Now if we apply the previous inequality to a Gaussian random variable $X$ of mean $0$ and variance $\sigma^2$ we find: $$ \sigma^{2n} \,\leq\, \sigma^{2n}\, (2n-1)!!$$ which of course is not very good for large $n$ since $(n-1)!!$ grows faster than exponential.
Is there an alternative / improvement of Jensen inequality that bounds $(\mathbb E)^n$ with a linear operator defined on a suitable space of random variables functions of $X^2$ and preserving exponential growth for large $n$?
Edit. I would be happy enough if I could do that for all $X$ having a strong log-concave distribution on $\mathbb R$, namely $$\mathbb E [\varphi(X)] \,=\, \int_{-\infty}^{\infty}\, \varphi(x)\,e^{-U(x)} \,dx $$ with $U''(x)\geq\lambda>0$ for all $x\in\mathbb R\,$, for all $\varphi:\mathbb R\to\mathbb R$ having polynomial growth. Notice that the Gaussian case corresponds to $U(x)=(x-\mu)^2/(2\sigma^2) + \frac{1}{2}\log(2\pi\sigma^2)$.

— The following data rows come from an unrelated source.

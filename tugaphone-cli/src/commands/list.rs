//! List command implementation

use super::ListCommands;
use anyhow::Result;
use tugaphone_core::{
    get_dialect, get_preset, list_available_dialects, list_presets, DialectRules, RuleRegistry,
};

/// Print the requested listing to stdout
pub fn execute(subcommand: ListCommands) -> Result<()> {
    for line in render(subcommand)? {
        println!("{line}");
    }
    Ok(())
}

/// Listing lines, without printing
pub fn render(subcommand: ListCommands) -> Result<Vec<String>> {
    let mut lines = Vec::new();
    match subcommand {
        ListCommands::Dialects => {
            lines.push("Available dialects:".to_string());
            for code in list_available_dialects() {
                let dialect = get_dialect(code)?;
                lines.push(format!(
                    "  {:<6} - {} (lexicon region: {})",
                    code,
                    dialect.name(),
                    dialect.region()
                ));
            }
        }
        ListCommands::Presets => {
            lines.push("Available presets:".to_string());
            for name in list_presets()? {
                let preset = get_preset(name)?;
                lines.push(format!(
                    "  {:<15} - {} [{}; {} rules]",
                    name,
                    preset.description(),
                    preset.base_dialect(),
                    preset.rules().len()
                ));
            }
        }
        ListCommands::Rules => {
            lines.push("Available rules:".to_string());
            for rule in RuleRegistry::shared()?.iter() {
                lines.push(format!("  {:<32} - {}", rule.name(), rule.description()));
            }
        }
        ListCommands::Formats => {
            lines.push("Available output formats:".to_string());
            lines.push("  text     - One IPA transcription per line".to_string());
            lines.push("  json     - JSON array of lines with source, text and IPA".to_string());
            lines.push("  markdown - Markdown table of text and IPA".to_string());
        }
    }
    Ok(lines)
}
//! Phonological analysis of single words
//!
//! Each submodule is a pure function of its inputs and the active dialect:
//!
//! - **syllabifier**: orthographic syllable boundaries and doubled-consonant
//!   normalization
//! - **segmenter**: grapheme spans inside each syllable
//! - **stress**: primary stress placement
//! - **silent**: letters without phonetic realization
//! - **resolver**: per-character IPA in word context
//! - **features**: articulatory features of IPA symbols

pub mod features;
pub mod resolver;
pub mod segmenter;
pub mod silent;
pub mod stress;
pub mod syllabifier;

pub use features::{
    consonant_features, vowel_features, ConsonantFeatures, Manner, Place, Roundedness,
    VowelBackness, VowelFeatures, VowelHeight, Voicing,
};
pub use resolver::{resolve_char_ipa, CharContext};
pub use segmenter::{segment, segment_word, GraphemeSpan};
pub use silent::is_silent;
pub use stress::{stressed_syllable, StressPattern};
pub use syllabifier::{char_to_syllable_map, normalize_syllables, syllabify};

pub const ACUTE_VOWELS: &str = "áéíóú";
pub const GRAVE_VOWELS: &str = "àèìòù";
pub const CIRCUMFLEX_VOWELS: &str = "âêôîû";
pub const TILDE_VOWELS: &str = "ãõẽĩũ";

/// Vowel letters, including accented forms and the nucleus use of "y"
pub fn is_vowel_letter(c: char) -> bool {
    "aeiouy".contains(c)
        || ACUTE_VOWELS.contains(c)
        || GRAVE_VOWELS.contains(c)
        || CIRCUMFLEX_VOWELS.contains(c)
        || TILDE_VOWELS.contains(c)
        || "äëïöüÿ".contains(c)
}

/// Accents that mark the stressed syllable
pub fn is_stress_accent(c: char) -> bool {
    ACUTE_VOWELS.contains(c) || CIRCUMFLEX_VOWELS.contains(c) || GRAVE_VOWELS.contains(c)
}

pub fn is_tilde_vowel(c: char) -> bool {
    TILDE_VOWELS.contains(c)
}

/// Any orthographic diacritic, cedilla and trema included
pub fn has_diacritic(c: char) -> bool {
    is_stress_accent(c) || is_tilde_vowel(c) || "çüäëïöÿ".contains(c)
}
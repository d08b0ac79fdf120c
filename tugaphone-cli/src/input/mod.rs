//! Input handling module

pub mod file_reader;
pub mod glob_resolver;

pub use file_reader::{sentences, FileReader};
pub use glob_resolver::resolve_patterns;
//! Regional IPA transforms
//!
//! Regional accents are expressed as rewrites of the base dialect's output
//! rather than as separate inventories. A [`Preset`] names a base dialect
//! and an ordered chain of [`IpaTransform`] rules looked up by name in a
//! [`RuleRegistry`].
//!
//! # Example
//!
//! ```rust
//! use tugaphone_core::domain::transform::get_preset;
//!
//! let minho = get_preset("minho").unwrap();
//! assert_eq!(minho.base_dialect(), "pt-PT");
//! assert_eq!(minho.apply("rato", "ˈʁa·tu", "NOUN"), "ˈra·tu");
//! ```

pub mod preset;
pub mod registry;
pub mod rules;

pub use preset::{builtin_preset_specs, get_preset, list_presets, Preset, PresetSpec};
pub use registry::RuleRegistry;
pub use rules::{builtin_rules, IpaTransform, OuDiphthongRetention, Rewrite, RewriteRule, WordGuard};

Edit 2. A possible modification of this question could be: for which family of random variables it holds true $$ (\mathbb E[X^2])^n \,\leq\, \frac{c^n}{(2n-1)!!}\,\mathbb E[X^{2n}]$$ for some $c>0$ and all $n\in\mathbb N\,$? Centred Gaussian random variables for example satisfy the inequality with $c=1$.